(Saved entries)
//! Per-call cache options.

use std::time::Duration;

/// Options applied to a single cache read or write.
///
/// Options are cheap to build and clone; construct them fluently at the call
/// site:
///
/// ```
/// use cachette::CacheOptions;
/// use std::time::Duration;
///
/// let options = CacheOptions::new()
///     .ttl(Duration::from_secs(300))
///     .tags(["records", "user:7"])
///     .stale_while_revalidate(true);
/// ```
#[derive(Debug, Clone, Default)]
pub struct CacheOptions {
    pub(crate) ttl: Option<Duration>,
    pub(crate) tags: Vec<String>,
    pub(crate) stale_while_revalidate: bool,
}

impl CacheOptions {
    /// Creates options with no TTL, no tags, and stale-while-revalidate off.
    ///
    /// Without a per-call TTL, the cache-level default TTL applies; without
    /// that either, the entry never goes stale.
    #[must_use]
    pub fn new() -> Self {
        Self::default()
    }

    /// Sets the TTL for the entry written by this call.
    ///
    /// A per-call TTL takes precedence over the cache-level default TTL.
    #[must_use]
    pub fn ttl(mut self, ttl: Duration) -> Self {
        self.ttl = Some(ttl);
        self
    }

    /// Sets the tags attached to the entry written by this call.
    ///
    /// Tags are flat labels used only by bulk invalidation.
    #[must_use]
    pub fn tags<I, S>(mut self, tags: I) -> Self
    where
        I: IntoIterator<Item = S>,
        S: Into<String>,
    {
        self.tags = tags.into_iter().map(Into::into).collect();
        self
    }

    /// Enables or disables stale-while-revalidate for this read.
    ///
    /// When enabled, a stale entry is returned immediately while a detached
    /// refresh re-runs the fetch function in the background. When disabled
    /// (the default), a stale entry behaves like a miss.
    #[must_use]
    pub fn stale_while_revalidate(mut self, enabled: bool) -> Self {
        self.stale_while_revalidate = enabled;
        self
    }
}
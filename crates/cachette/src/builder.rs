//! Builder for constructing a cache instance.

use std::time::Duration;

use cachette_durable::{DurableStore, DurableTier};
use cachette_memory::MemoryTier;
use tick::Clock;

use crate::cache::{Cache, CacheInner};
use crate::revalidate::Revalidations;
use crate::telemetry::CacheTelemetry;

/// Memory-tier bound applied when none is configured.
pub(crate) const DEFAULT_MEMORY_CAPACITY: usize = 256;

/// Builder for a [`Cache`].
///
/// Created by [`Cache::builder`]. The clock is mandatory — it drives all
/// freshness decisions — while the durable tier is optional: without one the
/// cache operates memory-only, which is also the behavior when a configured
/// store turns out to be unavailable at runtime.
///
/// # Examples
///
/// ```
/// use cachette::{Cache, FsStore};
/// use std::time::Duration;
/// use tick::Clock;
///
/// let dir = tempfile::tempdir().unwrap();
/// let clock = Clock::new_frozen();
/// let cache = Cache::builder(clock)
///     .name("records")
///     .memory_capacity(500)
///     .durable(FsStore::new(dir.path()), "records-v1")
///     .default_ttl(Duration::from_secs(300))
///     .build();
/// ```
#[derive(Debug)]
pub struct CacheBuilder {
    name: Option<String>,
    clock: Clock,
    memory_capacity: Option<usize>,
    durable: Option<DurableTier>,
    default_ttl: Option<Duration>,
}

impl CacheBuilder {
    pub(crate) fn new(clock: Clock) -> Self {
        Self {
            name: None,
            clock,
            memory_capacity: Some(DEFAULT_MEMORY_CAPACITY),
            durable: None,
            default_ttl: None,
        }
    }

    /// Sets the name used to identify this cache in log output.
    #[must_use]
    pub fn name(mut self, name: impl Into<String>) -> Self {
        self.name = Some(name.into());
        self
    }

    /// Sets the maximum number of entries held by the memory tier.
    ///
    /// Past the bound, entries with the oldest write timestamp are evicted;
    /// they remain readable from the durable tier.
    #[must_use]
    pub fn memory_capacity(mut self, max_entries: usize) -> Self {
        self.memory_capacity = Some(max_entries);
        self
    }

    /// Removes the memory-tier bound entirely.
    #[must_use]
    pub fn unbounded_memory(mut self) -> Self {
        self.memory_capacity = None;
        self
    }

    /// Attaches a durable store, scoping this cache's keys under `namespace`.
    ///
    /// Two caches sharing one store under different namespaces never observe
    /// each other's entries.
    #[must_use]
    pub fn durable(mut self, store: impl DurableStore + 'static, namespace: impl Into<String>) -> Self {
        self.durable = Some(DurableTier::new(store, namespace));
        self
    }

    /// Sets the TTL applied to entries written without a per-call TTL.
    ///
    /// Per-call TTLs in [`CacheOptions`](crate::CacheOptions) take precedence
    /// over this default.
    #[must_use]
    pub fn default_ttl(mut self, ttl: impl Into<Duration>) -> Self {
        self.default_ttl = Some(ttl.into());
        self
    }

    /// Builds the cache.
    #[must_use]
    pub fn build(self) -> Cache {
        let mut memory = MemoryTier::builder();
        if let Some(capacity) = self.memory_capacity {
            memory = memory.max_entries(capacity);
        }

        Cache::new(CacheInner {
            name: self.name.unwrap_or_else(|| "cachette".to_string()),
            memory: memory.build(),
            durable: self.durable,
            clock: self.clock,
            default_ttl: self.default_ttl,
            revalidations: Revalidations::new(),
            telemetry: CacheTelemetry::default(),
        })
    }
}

**Action item:**
Every line from the first entry to the line containing "background. When disabled" should be transcribed exactly, and nothing beyond it.

**Answer for this exercise:**
//! Per-call cache options.

use std::time::Duration;

/// Options applied to a single cache read or write.
///
/// Options are cheap to build and clone; construct them fluently at the call
/// site:
///
/// ```
/// use cachette::CacheOptions;
/// use std::time::Duration;
///
/// let options = CacheOptions::new()
///     .ttl(Duration::from_secs(300))
///     .tags(["records", "user:7"])
///     .stale_while_revalidate(true);
/// ```
#[derive(Debug, Clone, Default)]
pub struct CacheOptions {
    pub(crate) ttl: Option<Duration>,
    pub(crate) tags: Vec<String>,
    pub(crate) stale_while_revalidate: bool,
}

impl CacheOptions {
    /// Creates options with no TTL, no tags, and stale-while-revalidate off.
    ///
    /// Without a per-call TTL, the cache-level default TTL applies; without
    /// that either, the entry never goes stale.
    #[must_use]
    pub fn new() -> Self {
        Self::default()
    }

    /// Sets the TTL for the entry written by this call.
    ///
    /// A per-call TTL takes precedence over the cache-level default TTL.
    #[must_use]
    pub fn ttl(mut self, ttl: Duration) -> Self {
        self.ttl = Some(ttl);
        self
    }

    /// Sets the tags attached to the entry written by this call.
    ///
    /// Tags are flat labels used only by bulk invalidation.
    #[must_use]
    pub fn tags<I, S>(mut self, tags: I) -> Self
    where
        I: IntoIterator<Item = S>,
        S: Into<String>,
    {
        self.tags = tags.into_iter().map(Into::into).collect();
        self
    }

    /// Enables or disables stale-while-revalidate for this read.
    ///
    /// When enabled, a stale entry is returned immediately while a detached
    /// refresh re-runs the fetch function in the background. When disabled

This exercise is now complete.